The University of Arkansas for Medical Sciences (UAMS) is the first medical facility in the United States to provide an innovative therapeutic treatment for major depressive disorder (MDD).

The SAINT® neuromodulation system, developed by Magnus Medical, Inc., has been approved by the U.S. Food and Drug Administration to treat adults with depression who have not achieved improvement in their condition from the use of antidepressant medications. SAINT works by leveraging structural and functional magnetic resonance imaging (MRI) scans to inform a proprietary algorithm that pinpoints the optimal anatomical target for precise neurostimulation in individuals with major depression.

The treatment is performed on an accelerated, five-day timeline, reducing the patient’s treatment time from weeks to days. In previous clinical trials, treatment with SAINT for MDD resulted in a significant reduction in depressive symptoms at four weeks post-treatment following the five-day treatment protocol. Currently, SAINT can only be provided to patients who are being treated as inpatients.
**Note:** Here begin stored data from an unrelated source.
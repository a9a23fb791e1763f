//! Typed domain error enums.
//!
//! This module has zero imports from `crate::infra`, `crate::commands`,
//! `crate::application`, `tokio`, `std::fs` or `std::process`.
//! Every variant maps to one failure category a caller may want to match on;
//! command handlers convert them to `anyhow::Error` via the `?` operator.

use std::fmt;
use std::path::PathBuf;

use thiserror::Error;

// ── Remote services ───────────────────────────────────────────────────────────

/// The remote service a request was sent to.
#[derive(Debug, Clone, Copy, PartialEq, Eq)]
pub enum Service {
    /// Screwdriver API (command metadata, tags, validator).
    Api,
    /// Screwdriver Store (command artifacts).
    Store,
}

impl fmt::Display for Service {
    fn fmt(&self, f: &mut fmt::Formatter<'_>) -> fmt::Result {
        match self {
            Service::Api => f.write_str("Screwdriver API"),
            Service::Store => f.write_str("Store API"),
        }
    }
}

// ── Transport errors ──────────────────────────────────────────────────────────

/// A request that never produced an HTTP response.
#[derive(Debug, Error)]
pub enum TransportError {
    /// Connection refused, DNS failure, timeout and the like.
    #[error("{0}")]
    Retryable(String),

    /// Malformed URL, unsupported scheme, unreadable body.
    #[error("{0}")]
    Fatal(String),
}

impl TransportError {
    #[must_use]
    pub fn is_retryable(&self) -> bool {
        matches!(self, TransportError::Retryable(_))
    }
}

// ── Config errors ─────────────────────────────────────────────────────────────

/// Errors related to loading `SD_*` configuration.
#[derive(Debug, Error)]
pub enum ConfigError {
    #[error("{0} is not set")]
    Missing(&'static str),

    #[error("cannot load configuration from SD_* environment variables: {0}")]
    Env(String),
}

// ── Command errors ────────────────────────────────────────────────────────────

/// Every failure the resolve → fetch → install → execute pipeline and the
/// tag/publish workflows can report.
#[derive(Debug, Error)]
pub enum CmdError {
    #[error("'{0}' is not a command reference (expected namespace/name@version)")]
    MalformedReference(String),

    #[error("'{version}' in '{reference}' is not a valid version, range or tag")]
    InvalidVersionSpec { reference: String, version: String },

    #[error("no command reference (namespace/name@version) found in arguments")]
    NoReferenceFound,

    #[error("'{0}' is not a valid command name (expected namespace/name)")]
    InvalidCommandName(String),

    #[error("'{0}' is not a valid tag name")]
    InvalidTagName(String),

    /// A 4xx response with a decodable error body.
    #[error("{service} {status} {reason}: {message}")]
    Metadata {
        service: Service,
        status: u16,
        reason: String,
        message: String,
    },

    #[error("{service} has internal server error: status={status}")]
    Server { service: Service, status: u16 },

    #[error("unknown error while communicating with {service}: status={status}")]
    UnknownTransportOutcome { service: Service, status: u16 },

    #[error("{service} response unparseable: status={status}: {detail}")]
    UnparseableResponse {
        service: Service,
        status: u16,
        detail: String,
    },

    #[error("request to {service} failed: {source}")]
    Network {
        service: Service,
        #[source]
        source: TransportError,
    },

    #[error("unsupported format: {0}")]
    UnsupportedFormat(String),

    #[error("resolved command spec cannot be installed: {0}")]
    InvalidSpec(String),

    #[error("failed to {action} {}: {source}", .path.display())]
    Install {
        action: &'static str,
        path: PathBuf,
        #[source]
        source: std::io::Error,
    },

    #[error("cannot read artifact {}: {source}", .path.display())]
    ArtifactRead {
        path: PathBuf,
        #[source]
        source: std::io::Error,
    },

    #[error("failed to execute {program}: {source}")]
    Execution {
        program: String,
        #[source]
        source: std::io::Error,
    },

    #[error("Command is not valid for the following reasons:\n{}", .0.join("\n"))]
    ValidationFailed(Vec<String>),

    #[error("cannot load manifest {}: {detail}", .path.display())]
    Manifest { path: PathBuf, detail: String },

    #[error(transparent)]
    Config(#[from] ConfigError),
}

impl CmdError {
    /// `true` when the remote service answered 404 for the requested object.
    #[must_use]
    pub fn is_not_found(&self) -> bool {
        matches!(self, CmdError::Metadata { status: 404, .. })
    }
}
UAMS First in Nation to Offer Groundbreaking Therapy for Treatment-Resistant Depression
Featured Speaker:
Amy Grooms, M.D.

Amy Grooms, M.D., joined the UAMS Department of Psychiatry as an assistant professor in 2019. She is the medical director for the Walker Family Clinic trauma disorders subspecialty clinic, the Center for Trauma Prevention, Recovery and Innovation.

Transcription:
UAMS First in Nation to Offer Groundbreaking Therapy for Treatment-Resistant Depression

 Amanda Wilde (Host): UAMS is the first in the nation to offer groundbreaking therapy for treatment-resistant depression. It's called SAINT, and we'll hear next from psychiatrist, Dr. Amy Grooms, about this cutting-edge technology.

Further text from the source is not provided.